Scandinavian Journal of Urology and Nephrology | 1987
Per Sjöström; Björn Beermann; Bo Odlind
The pharmacokinetics of the loop diuretic piretanide and its diuretic effects were studied in 6 healthy volunteers, 12 pre-dialysis (GFR 7-28 ml/min) and 10 dialysis patients (c-creat. 1-7 ml/min). Single doses up to 96 mg i.v. and orally were well tolerated and audiometry showed no hearing changes. Pharmacokinetic data showed rapid and almost complete absorption (bioavailability 92%) and a rapid elimination with renal clearance of 50% of the total 200 ml/min in the normals and renal clearance of about 50% of actual GFR in the patients.

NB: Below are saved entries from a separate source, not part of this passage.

//! Well-known label and field keys.

/// Pipeline type of a PipelineRun (`build` or `test`)
pub const PIPELINE_TYPE: &str = "pipelines.appstudio.openshift.io/type";

/// Application a PipelineRun belongs to
pub const APPLICATION: &str = "appstudio.openshift.io/application";

/// Component a build PipelineRun built
pub const COMPONENT: &str = "appstudio.openshift.io/component";

/// Snapshot a test PipelineRun exercised
pub const TEST_SNAPSHOT: &str = "test.appstudio.openshift.io/snapshot";

/// TestScenario a test PipelineRun executed
pub const TEST_SCENARIO: &str = "test.appstudio.openshift.io/scenario";

/// Optional marker on a TestScenario
pub const SCENARIO_OPTIONAL: &str = "test.appstudio.openshift.io/optional";

/// Component whose build produced a Snapshot
pub const SNAPSHOT_COMPONENT: &str = "component";

/// Indexed field holding the owning Application
pub const FIELD_APPLICATION: &str = "spec.application";
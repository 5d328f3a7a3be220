//! Snapgate Core Library
//!
//! Reacts to completed build and test PipelineRuns: keeps one Snapshot per
//! distinct component→image combination of an Application, and records
//! whether a Snapshot passed every required test scenario.

pub mod aggregator;
pub mod conditions;
pub mod config;
pub mod digest;
pub mod error;
pub mod image;
pub mod matcher;
pub mod obs;
pub mod orchestrator;
pub mod result;
pub mod session;
pub mod telemetry;

pub use aggregator::{
    is_required_scenario, latest_succeeded, run_passed, Aggregate, OutcomeAggregator, RunOutcome,
    Verdict,
};
pub use conditions::set_status_condition;
pub use config::ReconcilerConfig;
pub use digest::{canonical_components, snapshot_digest, snapshot_name};
pub use error::{ErrorClass, ReconcileError, ReconcileResult};
pub use image::{image_repository, output_image_pull_spec};
pub use matcher::{components_match, prepare_snapshot, MatchOutcome, SnapshotMatcher};
pub use obs::{
    emit_aggregation_incomplete, emit_operation_result, emit_run_outcome, emit_snapshot_created,
    emit_snapshot_found, emit_status_write_error, emit_verdict_written, reconcile_span,
};
pub use orchestrator::{Reconciler, REASON_SNAPSHOT_CREATION_FAILED};
pub use result::OperationResult;
pub use session::StoreSession;
pub use telemetry::init_tracing;

/// Version information
pub const VERSION: &str = env!("CARGO_PKG_VERSION");
//! Contract tests for ObjectStore.
//!
//! These tests verify the behavioral contract of the store trait using the
//! in-memory fake. Any conforming implementation must pass these.

use snapgate_state::fakes::MemoryObjectStore;
use snapgate_state::labels;
use snapgate_state::*;

fn snapshot(name: &str, app: &str) -> Snapshot {
    Snapshot {
        metadata: ObjectMeta::new("ns", name),
        spec: SnapshotSpec {
            application: app.to_string(),
            components: vec![SnapshotComponent::new("a", "r/a@sha1")],
            digest: None,
        },
        status: SnapshotStatus::default(),
    }
}

fn verdict(status: ConditionStatus) -> Condition {
    Condition::new("TestSucceeded", status, "Passed", "all passed")
}

// ===========================================================================
// get / create
// ===========================================================================

#[tokio::test]
async fn get_missing_returns_not_found() {
    let store = MemoryObjectStore::new();
    let err = store.get(Kind::Snapshot, "ns", "nope").await.unwrap_err();

    assert!(err.is_not_found());
}

#[tokio::test]
async fn create_assigns_version_uid_and_timestamp() {
    let store = MemoryObjectStore::new();
    let created = store
        .create(snapshot("app1-1", "app1").into_object())
        .await
        .unwrap();

    let meta = created.metadata();
    assert!(meta.resource_version > 0);
    assert!(meta.uid.is_some());
    assert!(meta.creation_timestamp.is_some());

    let fetched = store.get(Kind::Snapshot, "ns", "app1-1").await.unwrap();
    assert_eq!(fetched, created);
}

#[tokio::test]
async fn create_duplicate_key_is_rejected() {
    let store = MemoryObjectStore::new();
    store
        .create(snapshot("app1-1", "app1").into_object())
        .await
        .unwrap();
    let err = store
        .create(snapshot("app1-1", "app1").into_object())
        .await
        .unwrap_err();

    assert!(err.is_already_exists());
    assert_eq!(store.all::<Snapshot>().len(), 1);
}

#[tokio::test]
async fn same_name_different_kind_does_not_collide() {
    let store = MemoryObjectStore::new();
    store
        .create(Application::new("ns", "app1").into_object())
        .await
        .unwrap();
    store
        .create(Component::new("ns", "app1", "app1").into_object())
        .await
        .unwrap();
}

#[tokio::test]
async fn create_without_name_is_invalid() {
    let store = MemoryObjectStore::new();
    let err = store
        .create(snapshot("", "app1").into_object())
        .await
        .unwrap_err();

    assert!(matches!(err, StoreError::Invalid(_)));
}

// ===========================================================================
// list
// ===========================================================================

#[tokio::test]
async fn list_filters_by_field_and_namespace() {
    let store = MemoryObjectStore::with_objects([
        snapshot("app1-1", "app1").into_object(),
        snapshot("app1-2", "app1").into_object(),
        snapshot("app2-1", "app2").into_object(),
    ]);
    let mut elsewhere = snapshot("app1-3", "app1");
    elsewhere.metadata.namespace = "other".to_string();
    store.put(elsewhere.into_object());

    let query = ListQuery::of::<Snapshot>("ns").with_field(labels::FIELD_APPLICATION, "app1");
    let names: Vec<String> = store
        .list(&query)
        .await
        .unwrap()
        .iter()
        .map(|o| o.metadata().name.clone())
        .collect();

    assert_eq!(names, vec!["app1-1", "app1-2"]);
}

#[tokio::test]
async fn list_filters_by_every_label() {
    let run = |name: &str, scenario: &str| {
        PipelineRun::new("ns", name, PipelineType::Test)
            .with_label(labels::TEST_SNAPSHOT, "app1-1")
            .with_label(labels::TEST_SCENARIO, scenario)
            .into_object()
    };
    let store = MemoryObjectStore::with_objects([
        run("r1", "s1"),
        run("r2", "s2"),
        PipelineRun::new("ns", "b1", PipelineType::Build).into_object(),
    ]);

    let query = ListQuery::of::<PipelineRun>("ns")
        .with_label(labels::PIPELINE_TYPE, "test")
        .with_label(labels::TEST_SCENARIO, "s2");
    let found = store.list(&query).await.unwrap();

    assert_eq!(found.len(), 1);
    assert_eq!(found[0].metadata().name, "r2");
}

// ===========================================================================
// patch_status
// ===========================================================================

#[tokio::test]
async fn patch_status_with_current_version_succeeds() {
    let store = MemoryObjectStore::new();
    let created = Snapshot::from_object(
        store
            .create(snapshot("app1-1", "app1").into_object())
            .await
            .unwrap(),
    )
    .unwrap();

    let patched = store
        .patch_status(StatusPatch::conditions(
            &created,
            vec![verdict(ConditionStatus::True)],
        ))
        .await
        .unwrap();
    let patched = Snapshot::from_object(patched).unwrap();

    assert!(patched.metadata.resource_version > created.metadata.resource_version);
    assert_eq!(
        patched.condition("TestSucceeded").map(|c| c.status),
        Some(ConditionStatus::True)
    );
}

#[tokio::test]
async fn patch_status_with_stale_version_conflicts() {
    let store = MemoryObjectStore::new();
    let created = Snapshot::from_object(
        store
            .create(snapshot("app1-1", "app1").into_object())
            .await
            .unwrap(),
    )
    .unwrap();

    store
        .patch_status(StatusPatch::conditions(
            &created,
            vec![verdict(ConditionStatus::True)],
        ))
        .await
        .unwrap();
    let err = store
        .patch_status(StatusPatch::conditions(
            &created,
            vec![verdict(ConditionStatus::False)],
        ))
        .await
        .unwrap_err();

    assert!(err.is_conflict());
    let stored: Snapshot = store.peek("ns", "app1-1").unwrap();
    assert_eq!(
        stored.condition("TestSucceeded").map(|c| c.status),
        Some(ConditionStatus::True)
    );
}

#[tokio::test]
async fn patch_status_on_kind_without_status_is_invalid() {
    let store = MemoryObjectStore::new();
    let app = Application::from_object(
        store
            .create(Application::new("ns", "app1").into_object())
            .await
            .unwrap(),
    )
    .unwrap();

    let err = store
        .patch_status(StatusPatch::conditions(&app, vec![]))
        .await
        .unwrap_err();

    assert!(matches!(err, StoreError::Invalid(_)));
}

#[tokio::test]
async fn patch_status_missing_object_is_not_found() {
    let store = MemoryObjectStore::new();
    let err = store
        .patch_status(StatusPatch::conditions(&snapshot("ghost", "app1"), vec![]))
        .await
        .unwrap_err();

    assert!(err.is_not_found());
}

// ===========================================================================
// fault injection
// ===========================================================================

#[tokio::test]
async fn injected_fault_fires_once() {
    let store = MemoryObjectStore::with_objects([Application::new("ns", "app1").into_object()]);
    store.fail_next(
        StoreOperation::Get,
        StoreError::Backend("connection reset".to_string()),
    );

    let err = store.get(Kind::Application, "ns", "app1").await.unwrap_err();
    assert!(matches!(err, StoreError::Backend(_)));

    store.get(Kind::Application, "ns", "app1").await.unwrap();
    assert_eq!(store.call_count(StoreOperation::Get), 2);
}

Extrarenal clearance was the same in normals and patients. The rapid extrarenal elimination reduces the risk of accumulation in renal patients but also reduces the active fraction of the dosage being cleared by the kidneys. Therefore, a high dosage and high plasma levels of piretanide were necessary for diuretic effect in uremic patients. The relation between the urinary piretanide excretion rate and the chloruretic effect was similar in normals and uremic patients; Cl- excretion increased 40 mMol per mg piretanide excreted.